══ DATA SUPPLIED

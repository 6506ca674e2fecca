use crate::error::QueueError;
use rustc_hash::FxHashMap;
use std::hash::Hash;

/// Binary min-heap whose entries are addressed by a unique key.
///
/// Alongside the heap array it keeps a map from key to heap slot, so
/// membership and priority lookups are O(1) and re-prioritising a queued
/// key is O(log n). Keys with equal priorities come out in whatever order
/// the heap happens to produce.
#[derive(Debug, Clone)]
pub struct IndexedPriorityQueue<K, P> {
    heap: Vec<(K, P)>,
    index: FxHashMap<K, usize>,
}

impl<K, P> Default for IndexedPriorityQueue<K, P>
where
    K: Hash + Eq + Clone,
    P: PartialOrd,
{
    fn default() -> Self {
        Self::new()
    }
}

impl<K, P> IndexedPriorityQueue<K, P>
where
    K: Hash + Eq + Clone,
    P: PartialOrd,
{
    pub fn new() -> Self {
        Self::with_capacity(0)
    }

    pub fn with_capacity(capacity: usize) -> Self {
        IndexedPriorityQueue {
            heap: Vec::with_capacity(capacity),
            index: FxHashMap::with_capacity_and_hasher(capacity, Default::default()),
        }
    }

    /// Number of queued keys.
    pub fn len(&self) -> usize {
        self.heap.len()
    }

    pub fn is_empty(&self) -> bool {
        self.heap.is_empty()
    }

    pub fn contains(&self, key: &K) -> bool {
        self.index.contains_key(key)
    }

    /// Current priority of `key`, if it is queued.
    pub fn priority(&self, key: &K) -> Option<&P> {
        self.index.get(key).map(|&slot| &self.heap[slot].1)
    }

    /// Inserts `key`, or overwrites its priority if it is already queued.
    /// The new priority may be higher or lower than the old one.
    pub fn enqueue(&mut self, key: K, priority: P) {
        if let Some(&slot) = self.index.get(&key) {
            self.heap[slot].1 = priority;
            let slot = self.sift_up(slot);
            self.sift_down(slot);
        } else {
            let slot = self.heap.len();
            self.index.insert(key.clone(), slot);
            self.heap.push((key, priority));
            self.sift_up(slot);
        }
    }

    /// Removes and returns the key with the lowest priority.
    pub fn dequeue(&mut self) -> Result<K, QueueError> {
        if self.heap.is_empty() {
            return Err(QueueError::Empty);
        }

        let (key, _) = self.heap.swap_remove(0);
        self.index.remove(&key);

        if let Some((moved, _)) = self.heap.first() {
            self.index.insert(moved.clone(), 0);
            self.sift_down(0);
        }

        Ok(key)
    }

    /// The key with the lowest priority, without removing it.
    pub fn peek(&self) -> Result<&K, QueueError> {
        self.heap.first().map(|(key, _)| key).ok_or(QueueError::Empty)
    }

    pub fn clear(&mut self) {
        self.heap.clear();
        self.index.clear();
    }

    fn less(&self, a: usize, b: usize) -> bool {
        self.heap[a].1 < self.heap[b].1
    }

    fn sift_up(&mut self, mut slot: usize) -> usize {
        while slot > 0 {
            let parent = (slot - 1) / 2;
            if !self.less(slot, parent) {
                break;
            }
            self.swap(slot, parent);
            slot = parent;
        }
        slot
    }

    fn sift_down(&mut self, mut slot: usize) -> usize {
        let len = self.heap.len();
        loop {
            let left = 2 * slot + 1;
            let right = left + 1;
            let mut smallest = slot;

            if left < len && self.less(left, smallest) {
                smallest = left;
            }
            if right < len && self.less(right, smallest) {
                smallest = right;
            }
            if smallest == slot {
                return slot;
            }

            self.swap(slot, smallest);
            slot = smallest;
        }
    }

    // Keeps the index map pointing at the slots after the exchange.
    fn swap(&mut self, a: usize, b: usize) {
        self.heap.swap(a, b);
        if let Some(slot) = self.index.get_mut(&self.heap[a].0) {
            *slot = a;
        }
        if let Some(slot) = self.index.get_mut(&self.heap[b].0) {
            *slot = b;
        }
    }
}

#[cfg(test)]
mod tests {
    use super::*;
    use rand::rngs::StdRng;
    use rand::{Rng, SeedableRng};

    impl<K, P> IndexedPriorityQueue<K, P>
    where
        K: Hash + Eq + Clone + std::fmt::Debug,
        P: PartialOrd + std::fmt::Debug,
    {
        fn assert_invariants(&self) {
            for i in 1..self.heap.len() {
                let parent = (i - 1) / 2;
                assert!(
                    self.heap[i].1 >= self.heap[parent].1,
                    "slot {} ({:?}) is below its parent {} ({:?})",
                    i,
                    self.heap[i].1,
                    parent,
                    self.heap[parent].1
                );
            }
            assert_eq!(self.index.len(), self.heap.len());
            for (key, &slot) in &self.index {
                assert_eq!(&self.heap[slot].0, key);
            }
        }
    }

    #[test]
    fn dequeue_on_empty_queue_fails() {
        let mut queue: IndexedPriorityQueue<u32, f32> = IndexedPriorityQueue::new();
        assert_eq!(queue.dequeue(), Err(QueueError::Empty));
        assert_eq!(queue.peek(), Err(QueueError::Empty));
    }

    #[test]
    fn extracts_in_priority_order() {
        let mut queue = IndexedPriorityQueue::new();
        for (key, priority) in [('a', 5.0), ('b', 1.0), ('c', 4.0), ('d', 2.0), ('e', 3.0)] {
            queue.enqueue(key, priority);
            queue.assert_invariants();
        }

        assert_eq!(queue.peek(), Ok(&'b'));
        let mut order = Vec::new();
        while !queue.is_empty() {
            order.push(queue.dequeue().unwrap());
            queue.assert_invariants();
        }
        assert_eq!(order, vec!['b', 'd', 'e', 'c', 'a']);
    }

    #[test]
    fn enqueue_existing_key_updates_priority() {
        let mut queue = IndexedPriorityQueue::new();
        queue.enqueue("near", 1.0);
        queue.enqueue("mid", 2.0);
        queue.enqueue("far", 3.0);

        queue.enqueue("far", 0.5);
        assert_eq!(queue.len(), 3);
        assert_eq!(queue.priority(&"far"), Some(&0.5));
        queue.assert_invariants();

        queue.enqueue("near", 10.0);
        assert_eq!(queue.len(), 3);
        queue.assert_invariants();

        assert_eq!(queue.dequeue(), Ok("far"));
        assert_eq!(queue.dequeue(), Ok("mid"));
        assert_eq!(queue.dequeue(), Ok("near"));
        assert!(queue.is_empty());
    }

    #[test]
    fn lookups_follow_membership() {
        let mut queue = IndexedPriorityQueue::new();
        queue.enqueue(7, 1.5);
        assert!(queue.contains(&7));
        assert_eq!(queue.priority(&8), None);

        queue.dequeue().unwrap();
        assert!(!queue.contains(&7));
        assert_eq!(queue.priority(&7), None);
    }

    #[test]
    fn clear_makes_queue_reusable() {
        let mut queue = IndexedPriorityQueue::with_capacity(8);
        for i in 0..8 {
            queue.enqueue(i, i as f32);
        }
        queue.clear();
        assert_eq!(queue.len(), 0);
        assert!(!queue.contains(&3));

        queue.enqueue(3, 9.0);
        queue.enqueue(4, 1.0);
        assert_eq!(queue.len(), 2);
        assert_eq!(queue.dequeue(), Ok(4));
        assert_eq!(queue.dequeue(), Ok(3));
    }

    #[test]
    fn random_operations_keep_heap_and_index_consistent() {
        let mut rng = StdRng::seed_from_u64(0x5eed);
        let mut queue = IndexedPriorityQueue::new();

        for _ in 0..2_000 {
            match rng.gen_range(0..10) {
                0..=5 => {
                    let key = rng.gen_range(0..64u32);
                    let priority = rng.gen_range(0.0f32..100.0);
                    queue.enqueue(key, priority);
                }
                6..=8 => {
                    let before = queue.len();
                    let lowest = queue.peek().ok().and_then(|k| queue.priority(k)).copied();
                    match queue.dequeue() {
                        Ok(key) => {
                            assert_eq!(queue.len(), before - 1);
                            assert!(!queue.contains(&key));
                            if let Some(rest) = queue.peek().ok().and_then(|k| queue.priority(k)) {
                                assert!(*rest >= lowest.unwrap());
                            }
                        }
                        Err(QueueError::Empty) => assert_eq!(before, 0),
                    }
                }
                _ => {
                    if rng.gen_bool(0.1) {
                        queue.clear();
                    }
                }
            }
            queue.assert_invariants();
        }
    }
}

════

:: EXERCISE DIRECTIONS ::
Search the material for the word "near". Each line where it is found must be copied.

:: SOLUTION FOR THIS TASK ::
        queue.enqueue("near", 1.0);
        queue.enqueue("near", 10.0);
        assert_eq!(queue.dequeue(), Ok("near"));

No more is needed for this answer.